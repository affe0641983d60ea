//! Saved (ingested) timeline entry database operations

use chrono::{DateTime, Utc};
use rusqlite::Result as SqliteResult;

use super::super::Database;
use crate::models::SavedTweet;

impl Database {
    /// Persist ingested timeline entries. Keyed by (handle, external id), so
    /// re-running an ingestion after a partial failure skips rows already
    /// saved. Returns the number of newly inserted rows.
    pub fn save_timeline_entries(
        &self,
        handle: &str,
        entries: &[(String, String, Option<String>)],
    ) -> SqliteResult<usize> {
        let conn = self.conn.lock().unwrap();
        let now = Utc::now().to_rfc3339();

        let mut inserted = 0;
        for (external_id, content, posted_at) in entries {
            inserted += conn.execute(
                "INSERT OR IGNORE INTO saved_tweets
                    (handle, external_tweet_id, content, posted_at, created_at)
                 VALUES (?1, ?2, ?3, ?4, ?5)",
                rusqlite::params![handle, external_id, content, posted_at, now],
            )?;
        }

        Ok(inserted)
    }

    pub fn list_saved_tweets(&self, handle: &str, limit: usize) -> SqliteResult<Vec<SavedTweet>> {
        let conn = self.conn.lock().unwrap();

        let mut stmt = conn.prepare(
            "SELECT handle, external_tweet_id, content, posted_at, created_at
             FROM saved_tweets WHERE handle = ?1 ORDER BY created_at DESC LIMIT ?2",
        )?;

        let entries = stmt
            .query_map(rusqlite::params![handle, limit as i64], map_saved_tweet_row)?
            .filter_map(|r| r.ok())
            .collect();

        Ok(entries)
    }
}

fn map_saved_tweet_row(row: &rusqlite::Row) -> SqliteResult<SavedTweet> {
    let created_at_str: String = row.get(4)?;
    Ok(SavedTweet {
        handle: row.get(0)?,
        external_tweet_id: row.get(1)?,
        content: row.get(2)?,
        posted_at: row.get(3)?,
        created_at: DateTime::parse_from_rfc3339(&created_at_str)
            .unwrap()
            .with_timezone(&Utc),
    })
}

*Work instructions*
Output only the lines from the one that contains "let created_at_str: String = row.get(4)?;" through the final line of the records, exactly as given.

*Finished task*
    let created_at_str: String = row.get(4)?;
    Ok(SavedTweet {
        handle: row.get(0)?,
        external_tweet_id: row.get(1)?,
        content: row.get(2)?,
        posted_at: row.get(3)?,
        created_at: DateTime::parse_from_rfc3339(&created_at_str)
            .unwrap()
            .with_timezone(&Utc),
    })
}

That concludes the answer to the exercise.